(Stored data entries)
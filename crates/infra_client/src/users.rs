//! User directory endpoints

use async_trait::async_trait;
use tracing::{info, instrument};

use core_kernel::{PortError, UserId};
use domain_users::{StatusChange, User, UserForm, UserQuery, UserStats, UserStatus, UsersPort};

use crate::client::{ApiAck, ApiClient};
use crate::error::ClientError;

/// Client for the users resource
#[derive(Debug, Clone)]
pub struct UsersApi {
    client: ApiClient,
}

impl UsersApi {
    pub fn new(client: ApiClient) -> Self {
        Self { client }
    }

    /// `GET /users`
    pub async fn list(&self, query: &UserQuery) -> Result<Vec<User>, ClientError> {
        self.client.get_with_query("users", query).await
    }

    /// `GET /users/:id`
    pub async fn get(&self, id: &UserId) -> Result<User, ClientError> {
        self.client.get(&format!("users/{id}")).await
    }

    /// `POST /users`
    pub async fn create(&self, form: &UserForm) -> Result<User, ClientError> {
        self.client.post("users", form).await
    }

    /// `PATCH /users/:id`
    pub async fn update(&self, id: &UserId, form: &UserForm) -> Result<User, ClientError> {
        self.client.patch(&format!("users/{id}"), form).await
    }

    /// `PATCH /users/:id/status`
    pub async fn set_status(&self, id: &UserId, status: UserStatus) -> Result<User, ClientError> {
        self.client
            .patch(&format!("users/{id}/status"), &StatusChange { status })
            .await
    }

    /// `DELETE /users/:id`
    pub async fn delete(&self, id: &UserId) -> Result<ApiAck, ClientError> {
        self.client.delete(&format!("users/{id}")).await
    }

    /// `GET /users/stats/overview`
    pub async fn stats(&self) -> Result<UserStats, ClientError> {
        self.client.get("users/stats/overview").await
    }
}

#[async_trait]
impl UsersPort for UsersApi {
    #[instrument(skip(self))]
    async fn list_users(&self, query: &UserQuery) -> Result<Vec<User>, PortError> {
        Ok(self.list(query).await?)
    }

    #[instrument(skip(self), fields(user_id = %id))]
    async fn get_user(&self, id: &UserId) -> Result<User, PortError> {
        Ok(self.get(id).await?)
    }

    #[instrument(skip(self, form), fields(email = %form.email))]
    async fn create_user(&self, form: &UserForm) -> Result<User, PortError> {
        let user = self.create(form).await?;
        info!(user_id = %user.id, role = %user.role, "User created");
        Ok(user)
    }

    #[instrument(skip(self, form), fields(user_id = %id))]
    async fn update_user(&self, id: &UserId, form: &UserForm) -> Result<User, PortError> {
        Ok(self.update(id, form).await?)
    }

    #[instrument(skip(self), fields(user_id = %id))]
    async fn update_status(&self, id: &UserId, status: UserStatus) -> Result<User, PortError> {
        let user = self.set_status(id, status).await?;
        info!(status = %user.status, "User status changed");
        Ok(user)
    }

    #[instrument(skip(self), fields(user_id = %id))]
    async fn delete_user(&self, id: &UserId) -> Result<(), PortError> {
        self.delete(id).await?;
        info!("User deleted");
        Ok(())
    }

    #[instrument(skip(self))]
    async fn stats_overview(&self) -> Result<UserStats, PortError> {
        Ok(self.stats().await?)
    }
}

...

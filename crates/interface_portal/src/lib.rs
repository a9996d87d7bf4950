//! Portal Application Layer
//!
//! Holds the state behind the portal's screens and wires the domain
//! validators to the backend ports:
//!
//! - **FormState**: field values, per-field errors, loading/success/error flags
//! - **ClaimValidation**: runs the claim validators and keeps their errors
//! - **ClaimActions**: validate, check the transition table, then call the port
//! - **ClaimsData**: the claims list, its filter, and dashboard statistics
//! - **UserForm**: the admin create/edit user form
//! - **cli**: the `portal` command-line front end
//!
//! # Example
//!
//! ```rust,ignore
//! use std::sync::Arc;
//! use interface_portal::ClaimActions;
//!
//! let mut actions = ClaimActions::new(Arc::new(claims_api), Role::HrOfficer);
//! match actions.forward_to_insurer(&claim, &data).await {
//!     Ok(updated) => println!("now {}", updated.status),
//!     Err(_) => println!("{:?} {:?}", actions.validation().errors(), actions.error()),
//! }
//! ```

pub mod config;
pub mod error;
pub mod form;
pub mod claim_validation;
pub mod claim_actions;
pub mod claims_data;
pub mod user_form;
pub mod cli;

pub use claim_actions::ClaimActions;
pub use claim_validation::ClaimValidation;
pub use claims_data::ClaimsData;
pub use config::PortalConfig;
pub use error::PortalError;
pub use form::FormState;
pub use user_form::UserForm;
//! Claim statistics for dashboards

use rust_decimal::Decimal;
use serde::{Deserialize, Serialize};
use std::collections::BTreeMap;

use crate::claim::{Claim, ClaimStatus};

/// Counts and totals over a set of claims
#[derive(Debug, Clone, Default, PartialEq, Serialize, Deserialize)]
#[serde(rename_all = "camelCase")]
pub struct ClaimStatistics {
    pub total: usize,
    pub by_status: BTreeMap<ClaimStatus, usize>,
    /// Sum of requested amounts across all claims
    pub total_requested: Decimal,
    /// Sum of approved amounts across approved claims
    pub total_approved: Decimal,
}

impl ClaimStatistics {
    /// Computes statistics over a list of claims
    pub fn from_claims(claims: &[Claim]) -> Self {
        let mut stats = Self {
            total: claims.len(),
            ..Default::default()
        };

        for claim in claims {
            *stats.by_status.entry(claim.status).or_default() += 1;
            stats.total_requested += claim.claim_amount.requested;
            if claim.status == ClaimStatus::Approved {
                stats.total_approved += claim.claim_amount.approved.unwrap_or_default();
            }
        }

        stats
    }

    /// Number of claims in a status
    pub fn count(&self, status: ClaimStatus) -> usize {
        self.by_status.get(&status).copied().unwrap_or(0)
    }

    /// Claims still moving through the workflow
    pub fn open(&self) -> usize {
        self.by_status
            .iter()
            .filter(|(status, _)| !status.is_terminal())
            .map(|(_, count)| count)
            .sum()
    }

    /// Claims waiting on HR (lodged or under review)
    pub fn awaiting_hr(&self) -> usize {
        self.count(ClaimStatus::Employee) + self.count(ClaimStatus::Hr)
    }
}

...

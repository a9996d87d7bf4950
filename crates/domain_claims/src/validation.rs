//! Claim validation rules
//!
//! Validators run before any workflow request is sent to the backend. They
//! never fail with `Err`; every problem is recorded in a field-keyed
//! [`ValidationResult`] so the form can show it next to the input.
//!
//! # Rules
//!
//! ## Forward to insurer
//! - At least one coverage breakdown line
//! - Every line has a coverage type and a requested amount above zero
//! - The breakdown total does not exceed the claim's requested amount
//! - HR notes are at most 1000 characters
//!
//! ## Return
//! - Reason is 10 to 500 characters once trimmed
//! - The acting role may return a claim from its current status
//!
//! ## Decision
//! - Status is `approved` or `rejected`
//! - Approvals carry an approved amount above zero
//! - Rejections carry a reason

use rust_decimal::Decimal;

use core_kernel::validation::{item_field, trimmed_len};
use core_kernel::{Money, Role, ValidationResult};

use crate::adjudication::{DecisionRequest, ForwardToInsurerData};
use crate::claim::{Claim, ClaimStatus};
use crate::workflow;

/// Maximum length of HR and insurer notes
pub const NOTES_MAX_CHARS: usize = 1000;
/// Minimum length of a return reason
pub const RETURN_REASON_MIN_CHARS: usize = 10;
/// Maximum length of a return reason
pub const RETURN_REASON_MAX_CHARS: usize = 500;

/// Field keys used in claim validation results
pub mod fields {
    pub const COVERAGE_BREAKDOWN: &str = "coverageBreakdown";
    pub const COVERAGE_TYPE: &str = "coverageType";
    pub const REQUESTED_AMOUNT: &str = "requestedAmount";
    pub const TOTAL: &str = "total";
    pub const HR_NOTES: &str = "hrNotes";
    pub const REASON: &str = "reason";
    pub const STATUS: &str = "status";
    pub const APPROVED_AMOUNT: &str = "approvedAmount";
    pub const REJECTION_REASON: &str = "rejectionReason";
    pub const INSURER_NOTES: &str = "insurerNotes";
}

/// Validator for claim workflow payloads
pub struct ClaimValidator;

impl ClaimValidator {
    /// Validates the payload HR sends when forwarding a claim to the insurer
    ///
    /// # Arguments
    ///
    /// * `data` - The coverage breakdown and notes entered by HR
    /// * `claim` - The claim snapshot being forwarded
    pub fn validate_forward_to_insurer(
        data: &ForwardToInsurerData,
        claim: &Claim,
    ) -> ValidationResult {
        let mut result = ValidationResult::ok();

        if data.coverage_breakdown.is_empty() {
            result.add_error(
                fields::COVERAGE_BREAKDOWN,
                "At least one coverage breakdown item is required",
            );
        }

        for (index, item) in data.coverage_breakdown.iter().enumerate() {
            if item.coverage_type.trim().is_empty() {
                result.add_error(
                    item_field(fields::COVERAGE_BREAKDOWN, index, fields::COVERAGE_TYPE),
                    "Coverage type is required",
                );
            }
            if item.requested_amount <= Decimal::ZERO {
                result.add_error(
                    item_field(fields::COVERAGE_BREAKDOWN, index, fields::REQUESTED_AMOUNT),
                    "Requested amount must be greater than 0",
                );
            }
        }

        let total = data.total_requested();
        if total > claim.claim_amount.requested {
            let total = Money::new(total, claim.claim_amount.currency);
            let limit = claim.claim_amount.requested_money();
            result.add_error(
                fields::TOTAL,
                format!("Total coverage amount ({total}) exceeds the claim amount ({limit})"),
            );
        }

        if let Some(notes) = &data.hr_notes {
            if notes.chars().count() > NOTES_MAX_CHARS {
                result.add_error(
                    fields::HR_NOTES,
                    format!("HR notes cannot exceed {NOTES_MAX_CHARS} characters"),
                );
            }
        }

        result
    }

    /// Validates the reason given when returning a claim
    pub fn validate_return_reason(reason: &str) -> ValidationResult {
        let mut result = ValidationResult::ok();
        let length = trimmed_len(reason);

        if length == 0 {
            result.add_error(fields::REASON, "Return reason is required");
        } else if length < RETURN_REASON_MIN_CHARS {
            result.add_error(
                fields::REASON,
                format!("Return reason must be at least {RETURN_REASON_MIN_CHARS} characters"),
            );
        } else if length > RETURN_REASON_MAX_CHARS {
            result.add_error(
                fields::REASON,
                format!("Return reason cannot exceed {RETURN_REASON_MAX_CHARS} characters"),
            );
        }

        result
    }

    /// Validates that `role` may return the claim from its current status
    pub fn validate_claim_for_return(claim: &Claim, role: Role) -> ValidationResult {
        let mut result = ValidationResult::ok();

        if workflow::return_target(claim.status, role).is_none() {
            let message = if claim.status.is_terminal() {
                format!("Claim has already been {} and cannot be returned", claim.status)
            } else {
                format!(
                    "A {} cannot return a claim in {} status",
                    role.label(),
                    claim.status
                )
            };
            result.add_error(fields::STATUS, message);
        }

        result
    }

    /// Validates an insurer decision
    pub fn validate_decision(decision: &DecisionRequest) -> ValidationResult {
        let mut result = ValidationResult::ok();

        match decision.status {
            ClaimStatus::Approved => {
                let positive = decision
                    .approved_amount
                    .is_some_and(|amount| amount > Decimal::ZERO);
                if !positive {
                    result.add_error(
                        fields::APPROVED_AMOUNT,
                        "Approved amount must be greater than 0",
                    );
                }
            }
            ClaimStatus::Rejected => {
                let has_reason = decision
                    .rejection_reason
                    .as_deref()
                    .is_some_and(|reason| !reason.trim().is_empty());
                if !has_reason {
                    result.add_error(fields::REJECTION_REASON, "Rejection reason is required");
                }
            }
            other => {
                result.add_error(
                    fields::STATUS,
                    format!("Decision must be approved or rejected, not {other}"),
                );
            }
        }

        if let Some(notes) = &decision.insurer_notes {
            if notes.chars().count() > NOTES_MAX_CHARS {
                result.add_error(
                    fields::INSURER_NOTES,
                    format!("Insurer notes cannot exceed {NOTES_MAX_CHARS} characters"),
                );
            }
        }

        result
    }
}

▶ [PROBLEM STATEMENT]: The lines above starting at the one that contains "to the insurer" and ending at the one that contains "coverage breakdown item" must be transcribed exactly, and no other lines may appear.

▶ [RESPONSE AREA]:
    /// Validates the payload HR sends when forwarding a claim to the insurer
    ///
    /// # Arguments
    ///
    /// * `data` - The coverage breakdown and notes entered by HR
    /// * `claim` - The claim snapshot being forwarded
    pub fn validate_forward_to_insurer(
        data: &ForwardToInsurerData,
        claim: &Claim,
    ) -> ValidationResult {
        let mut result = ValidationResult::ok();

        if data.coverage_breakdown.is_empty() {
            result.add_error(
                fields::COVERAGE_BREAKDOWN,
                "At least one coverage breakdown item is required",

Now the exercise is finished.